Tàishàng língbǎo jìngmíng fēixiān dùrén jīngfǎ 太上靈寶淨明飛仙度人經法

Most-High Língbǎo Jìng-míng Method-Scripture for the Flying-Immortal Deliverance of Humans

About the work

A five-juǎn liturgical-doctrinal compendium giving the Jìngmíng 淨明 tradition’s distinctive variant of the most influential of all Daoist scriptures, the Língbǎo dùrén jīng 靈寶度人經. The work re-narrates and re-operationalises the Dùrén jīng through the lens of the Jìngmíng tradition’s flying-immortal soteriology.

Abstract

The work opens with a detailed mùlù 目錄 (table of contents) covering five juǎn:

  • Juǎn 1Xùwēi 叙微 (introductory discourse), followed by chapter-headings on Qǐyùn 啓運, Zhēnyìng 真應, Shíshén 識神, Zhāoyìng 昭應, Dòngjiè 洞界, Hùshēn 護身, Chuánshòu 傳受, Shuōjiè kēmù 説戒科目, Zhípǐn 職品, Cúnsī 存思 — covering the foundational rites of taking up the Method, registering one’s identity, summoning the divine officers, defending the body, transmitting the rites, articulating the ten precepts, conferring offices, and the daily meditation.

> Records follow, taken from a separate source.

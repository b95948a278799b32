use std::sync::Arc;

use tokio::sync::{oneshot, RwLock};
use tracing::debug;
use ulid::Ulid;

use crate::limits::*;
use crate::model::*;

use super::validate::{validate_range, validate_text};
use super::{build_listing, Engine, EngineError, ListingState, UserDirectory, WalCommand};

impl Engine {
    // ── Users ────────────────────────────────────────────────

    pub async fn register_user(&self, id: Ulid, username: String, email: String, phone: String) -> Result<(), EngineError> {
        validate_text(&username, MAX_NAME_LEN, "username")?;
        validate_text(&email, MAX_NAME_LEN, "email")?;
        validate_text(&phone, MAX_NAME_LEN, "phone")?;
        if !email.contains('@') {
            return Err(EngineError::InvalidInput("email"));
        }

        let _gate = self.commit_gate.read().await;
        let mut users = self.users.write().await;
        if users.len() >= MAX_USERS_PER_TENANT {
            return Err(EngineError::LimitExceeded("too many users"));
        }
        users.check_register(&id, &username, &email, &phone)?;

        let event = Event::UserRegistered {
            id,
            username: username.clone(),
            email: email.clone(),
            phone: phone.clone(),
        };
        self.wal_append(&event).await?;
        users.register(id, username, email, phone);
        Ok(())
    }

    /// Change any of the user's unique fields. `None` keeps the current value.
    pub async fn update_user(
        &self,
        id: Ulid,
        username: Option<String>,
        email: Option<String>,
        phone: Option<String>,
    ) -> Result<UserInfo, EngineError> {
        if let Some(ref u) = username {
            validate_text(u, MAX_NAME_LEN, "username")?;
        }
        if let Some(ref e) = email {
            validate_text(e, MAX_NAME_LEN, "email")?;
            if !e.contains('@') {
                return Err(EngineError::InvalidInput("email"));
            }
        }
        if let Some(ref p) = phone {
            validate_text(p, MAX_NAME_LEN, "phone")?;
        }

        let _gate = self.commit_gate.read().await;
        let mut users = self.users.write().await;
        let current = users.get(&id).ok_or(EngineError::NotFound(id))?;
        let username = username.unwrap_or_else(|| current.username.clone());
        let email = email.unwrap_or_else(|| current.email.clone());
        let phone = phone.unwrap_or_else(|| current.phone.clone());
        users.check_update(&id, &username, &email, &phone)?;

        let event = Event::UserUpdated {
            id,
            username: username.clone(),
            email: email.clone(),
            phone: phone.clone(),
        };
        self.wal_append(&event).await?;
        users.update(&id, username, email, phone);
        debug!(user = %id, "user updated");
        users.get(&id).map(|u| u.info()).ok_or(EngineError::NotFound(id))
    }

    /// Cancel the user's live bookings elsewhere, delete the listings they
    /// host, then remove the user. Steps already committed stay committed if
    /// a later one fails.
    pub async fn delete_user(&self, id: Ulid) -> Result<(), EngineError> {
        let _gate = self.commit_gate.read().await;
        // Held throughout so no booking or listing for this user slips in.
        let mut users = self.users.write().await;
        if !users.contains(&id) {
            return Err(EngineError::NotFound(id));
        }

        let listing_ids: Vec<Ulid> = self.state.iter().map(|e| *e.key()).collect();
        let mut cancelled = 0usize;
        let mut removed = 0usize;
        for listing_id in listing_ids {
            let mut guard = match self.lock_listing(listing_id).await {
                Ok(g) => g,
                Err(EngineError::NotFound(_)) => continue,
                Err(e) => return Err(e),
            };
            if guard.host_id == id {
                self.remove_locked_listing(&guard, &mut users).await?;
                removed += 1;
                continue;
            }
            let held: Vec<Ulid> = guard
                .live_bookings()
                .filter(|b| b.user_id == id)
                .map(|b| b.id)
                .collect();
            for booking_id in held {
                let event = Event::BookingTransitioned {
                    id: booking_id,
                    listing_id,
                    event: BookingEvent::Cancel,
                };
                self.commit_listing_event(&mut guard, &event).await?;
                cancelled += 1;
            }
        }

        self.wal_append(&Event::UserDeleted { id }).await?;
        users.remove(&id);
        debug!(user = %id, cancelled, removed, "user deleted");
        Ok(())
    }

    pub async fn toggle_favorite(&self, user_id: Ulid, listing_id: Ulid) -> Result<FavoriteToggle, EngineError> {
        let _gate = self.commit_gate.read().await;
        let mut users = self.users.write().await;
        let outcome = users.check_toggle_favorite(&user_id, &listing_id)?;
        if outcome == FavoriteToggle::Added && !self.state.contains_key(&listing_id) {
            return Err(EngineError::NotFound(listing_id));
        }
        self.wal_append(&Event::FavoriteToggled { user_id, listing_id }).await?;
        users.toggle_favorite(&user_id, listing_id);
        Ok(outcome)
    }

    // ── Listings ─────────────────────────────────────────────

    #[allow(clippy::too_many_arguments)]
    pub async fn create_listing(
        &self,
        id: Ulid,
        host_id: Ulid,
        title: String,
        location: Option<String>,
        description: Option<String>,
        capacity: u32,
        initial_ranges: Vec<DateRange>,
    ) -> Result<(), EngineError> {
        validate_text(&title, MAX_TITLE_LEN, "title")?;
        if let Some(ref loc) = location
            && loc.len() > MAX_LOCATION_LEN {
                return Err(EngineError::LimitExceeded("location too long"));
            }
        if let Some(ref text) = description
            && text.len() > MAX_DESCRIPTION_LEN {
                return Err(EngineError::LimitExceeded("description too long"));
            }
        if capacity == 0 {
            return Err(EngineError::InvalidInput("capacity must be positive"));
        }
        if capacity > MAX_CAPACITY {
            return Err(EngineError::LimitExceeded("capacity too large"));
        }
        if initial_ranges.len() > MAX_INITIAL_RANGES {
            return Err(EngineError::LimitExceeded("too many initial ranges"));
        }
        for range in &initial_ranges {
            validate_range(range)?;
        }

        let _gate = self.commit_gate.read().await;
        // Exclusive so the id check and the insert below are one step.
        let users = self.users.write().await;
        if !users.contains(&host_id) {
            return Err(EngineError::NotFound(host_id));
        }
        if self.state.len() >= MAX_LISTINGS_PER_TENANT {
            return Err(EngineError::LimitExceeded("too many listings"));
        }
        if self.state.contains_key(&id) {
            return Err(EngineError::AlreadyExists(id));
        }

        // Overlapping initial ranges fail here, before anything is written.
        let ls = build_listing(
            id,
            host_id,
            title.clone(),
            location.clone(),
            description.clone(),
            capacity,
            &initial_ranges,
        )?;
        let event = Event::ListingCreated {
            id,
            host_id,
            title,
            location,
            description,
            capacity,
            available: initial_ranges,
        };
        self.wal_append(&event).await?;
        self.state.insert(id, Arc::new(RwLock::new(ls)));
        drop(users);
        debug!(listing = %id, host = %host_id, "listing created");
        Ok(())
    }

    pub async fn delete_listing(&self, id: Ulid) -> Result<(), EngineError> {
        let _gate = self.commit_gate.read().await;
        let mut users = self.users.write().await;
        let guard = self.lock_listing(id).await?;
        self.remove_locked_listing(&guard, &mut users).await
    }

    /// Caller holds the listing's write lock until this returns. The listing
    /// also leaves every user's favorites.
    async fn remove_locked_listing(&self, ls: &ListingState, users: &mut UserDirectory) -> Result<(), EngineError> {
        self.wal_append(&Event::ListingDeleted { id: ls.id }).await?;
        self.state.remove(&ls.id);
        for b in ls.bookings() {
            self.booking_to_listing.remove(&b.id);
        }
        users.forget_listing(&ls.id);
        Ok(())
    }

    pub async fn add_availability(&self, listing_id: Ulid, range: DateRange) -> Result<(), EngineError> {
        validate_range(&range)?;
        let _gate = self.commit_gate.read().await;
        let mut guard = self.lock_listing(listing_id).await?;
        if guard.availability().len() >= MAX_RANGES_PER_LISTING {
            return Err(EngineError::LimitExceeded("too many ranges on listing"));
        }
        let event = Event::AvailabilityAdded { listing_id, range };
        self.commit_listing_event(&mut guard, &event).await
    }

    // ── Bookings ─────────────────────────────────────────────

    /// Carve `range` out of the listing and record a PENDING booking.
    pub async fn request_booking(
        &self,
        id: Ulid,
        listing_id: Ulid,
        user_id: Ulid,
        range: DateRange,
    ) -> Result<Booking, EngineError> {
        validate_range(&range)?;
        let _gate = self.commit_gate.read().await;
        let users = self.users.read().await;
        if !users.contains(&user_id) {
            return Err(EngineError::NotFound(user_id));
        }
        if self.booking_to_listing.contains_key(&id) {
            return Err(EngineError::AlreadyExists(id));
        }

        let mut guard = self.lock_listing(listing_id).await?;
        if guard.bookings().len() >= MAX_BOOKINGS_PER_LISTING {
            return Err(EngineError::LimitExceeded("too many bookings on listing"));
        }
        // Only a carve from the middle of a free range adds a range.
        let splits = guard
            .availability()
            .find_containing(&range)
            .map(|i| guard.availability().ranges()[i])
            .is_some_and(|free| free.start() < range.start() && range.end() < free.end());
        if splits && guard.availability().len() >= MAX_RANGES_PER_LISTING {
            return Err(EngineError::LimitExceeded("too many ranges on listing"));
        }

        let event = Event::BookingRequested { id, listing_id, user_id, range };
        self.commit_listing_event(&mut guard, &event).await?;
        self.booking_to_listing.insert(id, listing_id);
        drop(users);

        metrics::counter!(crate::observability::BOOKINGS_REQUESTED_TOTAL).increment(1);
        debug!(booking = %id, listing = %listing_id, %range, "booking requested");
        guard.booking(&id).cloned().ok_or(EngineError::NotFound(id))
    }

    pub async fn confirm_booking(&self, id: Ulid) -> Result<BookingStatus, EngineError> {
        self.transition_booking(id, BookingEvent::Confirm).await
    }

    pub async fn reject_booking(&self, id: Ulid) -> Result<BookingStatus, EngineError> {
        self.transition_booking(id, BookingEvent::Reject).await
    }

    pub async fn cancel_booking(&self, id: Ulid) -> Result<BookingStatus, EngineError> {
        self.transition_booking(id, BookingEvent::Cancel).await
    }

    pub async fn transition_booking(&self, id: Ulid, event: BookingEvent) -> Result<BookingStatus, EngineError> {
        let _gate = self.commit_gate.read().await;
        let (listing_id, mut guard) = self.resolve_booking_write(&id).await?;
        let wal_event = Event::BookingTransitioned { id, listing_id, event };
        self.commit_listing_event(&mut guard, &wal_event).await?;

        let status = guard
            .booking(&id)
            .map(|b| b.status)
            .ok_or(EngineError::NotFound(id))?;
        metrics::counter!(crate::observability::BOOKING_TRANSITIONS_TOTAL, "event" => event.as_str()).increment(1);
        debug!(booking = %id, %event, %status, "booking transitioned");
        Ok(status)
    }

    // ── Compaction ───────────────────────────────────────────

    /// Rewrite the WAL with only the events needed to recreate the current state.
    ///
    /// Bookings are re-requested in their original order, each terminal one
    /// immediately followed by its final transition, so every replayed carve
    /// finds its range free.
    pub async fn compact_wal(&self) -> Result<(), EngineError> {
        let _gate = self.commit_gate.write().await;
        let users = self.users.read().await;
        let mut events = Vec::new();

        for user in users.iter() {
            events.push(Event::UserRegistered {
                id: user.id,
                username: user.username.clone(),
                email: user.email.clone(),
                phone: user.phone.clone(),
            });
        }

        let listings: Vec<_> = self.state.iter().map(|e| e.value().clone()).collect();
        for ls in listings {
            let guard = ls.read().await;
            events.push(Event::ListingCreated {
                id: guard.id,
                host_id: guard.host_id,
                title: guard.title.clone(),
                location: guard.location.clone(),
                description: guard.description.clone(),
                capacity: guard.capacity,
                available: guard.horizon().ranges().to_vec(),
            });
            for b in guard.bookings() {
                events.push(Event::BookingRequested {
                    id: b.id,
                    listing_id: guard.id,
                    user_id: b.user_id,
                    range: b.range,
                });
                let last = match b.status {
                    BookingStatus::Pending => None,
                    BookingStatus::Confirmed => Some(BookingEvent::Confirm),
                    BookingStatus::Rejected => Some(BookingEvent::Reject),
                    BookingStatus::Cancelled => Some(BookingEvent::Cancel),
                };
                if let Some(event) = last {
                    events.push(Event::BookingTransitioned {
                        id: b.id,
                        listing_id: guard.id,
                        event,
                    });
                }
            }
        }

        for user in users.iter() {
            for listing_id in &user.favorites {
                events.push(Event::FavoriteToggled {
                    user_id: user.id,
                    listing_id: *listing_id,
                });
            }
        }

        let (tx, rx) = oneshot::channel();
        self.wal_tx
            .send(WalCommand::Compact { events, response: tx })
            .await
            .map_err(|_| EngineError::WalError("WAL writer shut down".into()))?;
        rx.await
            .map_err(|_| EngineError::WalError("WAL writer dropped response".into()))?
            .map_err(|e| EngineError::WalError(e.to_string()))
    }

    pub async fn wal_appends_since_compact(&self) -> u64 {
        let (tx, rx) = oneshot::channel();
        if self
            .wal_tx
            .send(WalCommand::AppendsSinceCompact { response: tx })
            .await
            .is_err()
        {
            return 0;
        }
        rx.await.unwrap_or(0)
    }
}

  • Juǎn 2Xùjīng 叙經 (discourse on the Scripture), with chapters on Kāihuà 開化, Huàshēng 化生, Jiànlì 建立, Dùshì 度世, Bǎoshēng 保生.

  • Juǎn 3-5 — further chapters on the application of the Method to specific operations.

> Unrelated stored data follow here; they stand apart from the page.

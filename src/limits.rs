//! Hard caps that keep a single tenant's memory and per-request work bounded.

pub const MAX_USERS_PER_TENANT: usize = 1_000_000;
pub const MAX_LISTINGS_PER_TENANT: usize = 100_000;

/// Free ranges on one listing after normalization.
pub const MAX_RANGES_PER_LISTING: usize = 512;
/// Ranges accepted in a single create_listing call.
pub const MAX_INITIAL_RANGES: usize = 64;
pub const MAX_BOOKINGS_PER_LISTING: usize = 10_000;
pub const MAX_FAVORITES: usize = 20;

pub const MAX_NAME_LEN: usize = 256;
pub const MAX_TITLE_LEN: usize = 512;
pub const MAX_LOCATION_LEN: usize = 512;
pub const MAX_DESCRIPTION_LEN: usize = 4096;
pub const MAX_CAPACITY: u32 = 1_000;

/// Widest single range, about ten years.
pub const MAX_RANGE_DAYS: i64 = 3_660;
pub const MIN_VALID_YEAR: i32 = 2000;
pub const MAX_VALID_YEAR: i32 = 2199;

pub const MAX_TENANTS: usize = 1024;
pub const MAX_TENANT_NAME_LEN: usize = 128;

pub const MAX_SQL_LEN: usize = 64 * 1024;
use std::io;
use std::path::PathBuf;
use std::sync::Arc;

use dashmap::DashMap;
use tracing::info;

use crate::compactor;
use crate::engine::Engine;
use crate::limits::*;

/// One marketplace per pgwire database name. Each gets its own Engine, WAL
/// file and compactor task, created on first connect.
pub struct TenantManager {
    engines: DashMap<String, Arc<Engine>>,
    data_dir: PathBuf,
    compact_threshold: u64,
}

/// Keep only characters that are safe in a file name.
fn sanitize(tenant: &str) -> io::Result<String> {
    if tenant.len() > MAX_TENANT_NAME_LEN {
        return Err(io::Error::new(io::ErrorKind::InvalidInput, "tenant name too long"));
    }
    let safe: String = tenant
        .chars()
        .filter(|c| c.is_ascii_alphanumeric() || *c == '_' || *c == '-')
        .collect();
    if safe.is_empty() {
        return Err(io::Error::new(io::ErrorKind::InvalidInput, "empty tenant name"));
    }
    Ok(safe)
}

impl TenantManager {
    pub fn new(data_dir: PathBuf, compact_threshold: u64) -> Self {
        Self {
            engines: DashMap::new(),
            data_dir,
            compact_threshold,
        }
    }

    pub fn len(&self) -> usize {
        self.engines.len()
    }

    pub fn is_empty(&self) -> bool {
        self.engines.is_empty()
    }

    /// Get or lazily create the engine for `tenant`. Names that sanitize to
    /// the same file share one engine.
    pub fn get_or_create(&self, tenant: &str) -> io::Result<Arc<Engine>> {
        let safe_name = sanitize(tenant)?;
        if let Some(engine) = self.engines.get(&safe_name) {
            return Ok(engine.value().clone());
        }
        if self.engines.len() >= MAX_TENANTS {
            return Err(io::Error::other("too many tenants"));
        }

        // The entry guard serializes concurrent first connects to one tenant,
        // so its WAL is only ever replayed and opened once.
        let entry = self.engines.entry(safe_name.clone()).or_try_insert_with(|| {
            let wal_path = self.data_dir.join(format!("{safe_name}.wal"));
            let engine = Arc::new(Engine::new(wal_path)?);
            let compactor_engine = engine.clone();
            let threshold = self.compact_threshold;
            tokio::spawn(async move {
                compactor::run_compactor(compactor_engine, threshold).await;
            });
            info!(tenant = %safe_name, "tenant loaded");
            Ok::<_, io::Error>(engine)
        })?;
        let engine = entry.value().clone();
        drop(entry);

        metrics::gauge!(crate::observability::TENANTS_ACTIVE).set(self.engines.len() as f64);
        Ok(engine)
    }
}
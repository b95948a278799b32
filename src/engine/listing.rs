use ulid::Ulid;

use crate::model::*;

use super::availability::AvailabilitySet;
use super::lifecycle::transition;
use super::EngineError;

/// A listing and everything booked against it. The per-listing lock in the
/// engine wraps this struct, so every method here runs as one atomic unit.
#[derive(Debug, Clone)]
pub struct ListingState {
    pub id: Ulid,
    pub host_id: Ulid,
    pub title: String,
    pub location: Option<String>,
    pub description: Option<String>,
    /// Max guests.
    pub capacity: u32,
    availability: AvailabilitySet,
    /// All bookings ever requested here, in request order.
    bookings: Vec<Booking>,
}

impl ListingState {
    pub fn new(id: Ulid, host_id: Ulid, title: String, location: Option<String>, capacity: u32) -> Self {
        Self {
            id,
            host_id,
            title,
            location,
            description: None,
            capacity,
            availability: AvailabilitySet::new(),
            bookings: Vec::new(),
        }
    }

    pub fn availability(&self) -> &AvailabilitySet {
        &self.availability
    }

    /// Snapshot of the free ranges, ordered by start.
    pub fn available_ranges(&self) -> Vec<DateRange> {
        self.availability.ranges().to_vec()
    }

    pub fn add_available_range(&mut self, range: DateRange) -> Result<(), EngineError> {
        self.availability.add(range)
    }

    pub fn bookings(&self) -> &[Booking] {
        &self.bookings
    }

    pub fn booking(&self, id: &Ulid) -> Option<&Booking> {
        self.bookings.iter().find(|b| b.id == *id)
    }

    /// Bookings whose range is currently carved out of availability.
    pub fn live_bookings(&self) -> impl Iterator<Item = &Booking> {
        self.bookings.iter().filter(|b| b.status.holds_range())
    }

    /// Carve `range` and record a pending booking for it.
    pub fn request_booking(&mut self, id: Ulid, user_id: Ulid, range: DateRange) -> Result<Booking, EngineError> {
        if self.booking(&id).is_some() {
            return Err(EngineError::AlreadyExists(id));
        }
        self.availability.carve(range)?;
        let booking = Booking {
            id,
            listing_id: self.id,
            user_id,
            range,
            status: BookingStatus::Pending,
        };
        self.bookings.push(booking.clone());
        Ok(booking)
    }

    /// Apply a lifecycle event. The status only changes if the availability
    /// side effect succeeded.
    pub fn transition_booking(&mut self, id: Ulid, event: BookingEvent) -> Result<Booking, EngineError> {
        let idx = self
            .bookings
            .iter()
            .position(|b| b.id == id)
            .ok_or(EngineError::NotFound(id))?;
        let (status, range) = (self.bookings[idx].status, self.bookings[idx].range);

        let step = transition(status, event).ok_or(EngineError::InvalidTransition {
            booking: id,
            status,
            event,
        })?;
        if step.restores_range {
            self.availability.restore(range)?;
        }
        self.bookings[idx].status = step.to;
        Ok(self.bookings[idx].clone())
    }

    /// Free ranges together with the ranges held by live bookings.
    pub fn horizon(&self) -> AvailabilitySet {
        AvailabilitySet::from_ranges(
            self.availability
                .ranges()
                .iter()
                .copied()
                .chain(self.live_bookings().map(|b| b.range)),
        )
    }
}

The compositional method is consistent: each chapter pairs a doctrinal aphorism drawn from the Dùrén jīng with a practical operating procedure (xíngchí 行持), with the supplementary zhòu 呪 (incantation), 符 (talisman) and cúnsī 存思 (visualisation) prescribed for that operation. The Method as a whole is presented as the jìngmíng operationalisation of the Dùrén scripture’s promise of “fēixiān dùrén 飛仙度人” — that is, the flying-immortal ferrying of all sentient beings out of suffering.

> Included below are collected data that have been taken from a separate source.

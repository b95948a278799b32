use ulid::Ulid;

use crate::model::*;

use super::{Engine, EngineError, ListingState};

fn listing_info(ls: &ListingState) -> ListingInfo {
    ListingInfo {
        id: ls.id,
        host_id: ls.host_id,
        title: ls.title.clone(),
        location: ls.location.clone(),
        description: ls.description.clone(),
        capacity: ls.capacity,
        available: ls.available_ranges(),
    }
}

impl Engine {
    /// Ordered snapshot of the listing's free ranges.
    pub async fn list_available_ranges(&self, listing_id: Ulid) -> Result<Vec<DateRange>, EngineError> {
        let ls = self
            .get_listing(&listing_id)
            .ok_or(EngineError::NotFound(listing_id))?;
        let guard = ls.read().await;
        Ok(guard.available_ranges())
    }

    pub async fn get_listing_info(&self, id: Ulid) -> Result<ListingInfo, EngineError> {
        let ls = self.get_listing(&id).ok_or(EngineError::NotFound(id))?;
        let guard = ls.read().await;
        Ok(listing_info(&guard))
    }

    /// All listings, ordered by id.
    pub async fn list_listings(&self) -> Vec<ListingInfo> {
        // Collect the Arcs first so no DashMap shard is held across an await.
        let listings: Vec<_> = self.state.iter().map(|e| e.value().clone()).collect();
        let mut out = Vec::with_capacity(listings.len());
        for ls in listings {
            let guard = ls.read().await;
            out.push(listing_info(&guard));
        }
        out.sort_by_key(|l| l.id);
        out
    }

    /// Every booking on the listing, in request order.
    pub async fn get_bookings(&self, listing_id: Ulid) -> Result<Vec<Booking>, EngineError> {
        let ls = self
            .get_listing(&listing_id)
            .ok_or(EngineError::NotFound(listing_id))?;
        let guard = ls.read().await;
        Ok(guard.bookings().to_vec())
    }

    pub async fn get_booking(&self, id: Ulid) -> Result<Booking, EngineError> {
        let listing_id = self.get_listing_for_booking(&id).ok_or(EngineError::NotFound(id))?;
        let ls = self.get_listing(&listing_id).ok_or(EngineError::NotFound(id))?;
        let guard = ls.read().await;
        guard.booking(&id).cloned().ok_or(EngineError::NotFound(id))
    }

    /// All users, ordered by id.
    pub async fn list_users(&self) -> Vec<UserInfo> {
        let users = self.users.read().await;
        let mut out: Vec<UserInfo> = users.iter().map(|u| u.info()).collect();
        out.sort_by_key(|u| u.id);
        out
    }

    pub async fn get_user(&self, id: Ulid) -> Result<UserInfo, EngineError> {
        let users = self.users.read().await;
        users.get(&id).map(|u| u.info()).ok_or(EngineError::NotFound(id))
    }

    /// `(listing_id, title)` for each favorite whose listing still exists,
    /// oldest first.
    pub async fn get_favorites(&self, user_id: Ulid) -> Result<Vec<(Ulid, String)>, EngineError> {
        let favorites = {
            let users = self.users.read().await;
            users
                .get(&user_id)
                .map(|u| u.favorites.clone())
                .ok_or(EngineError::NotFound(user_id))?
        };
        let mut out = Vec::with_capacity(favorites.len());
        for listing_id in favorites {
            let Some(ls) = self.get_listing(&listing_id) else { continue };
            let guard = ls.read().await;
            out.push((listing_id, guard.title.clone()));
        }
        Ok(out)
    }
}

The text has the companion commentarial work KR5b0269 (Fēixiān dùrén jīngfǎ shìlì), attributed to Xǔ Sūn (許遜) as Xǔ Jīngyáng 許旌陽, which provides chapter-by-chapter exegesis. Schipper & Verellen (Taoist Canon 2: 1097, John Lagerwey) place both texts in the late Southern-Sòng to Yuán Jìngmíng milieu.

Translations and research

  • Schipper, Kristofer, and Franciscus Verellen, eds. The Taoist Canon: A Historical Companion to the Daozang. Chicago: University of Chicago Press, 2004. Vol. 2: 1097 (DZ 563, John Lagerwey).
  • Akizuki, Kan’ei. Chūgoku kinsei dōkyō no keisei: Jōmyō-dō no kisoteki kenkyū. Tokyo: Sōbunsha, 1978.
  • Bokenkamp, Stephen R. Early Daoist Scriptures. Berkeley: University of California Press, 1997 — for the parent Dù-rén jīng tradition presupposed by this Jìng-míng variant.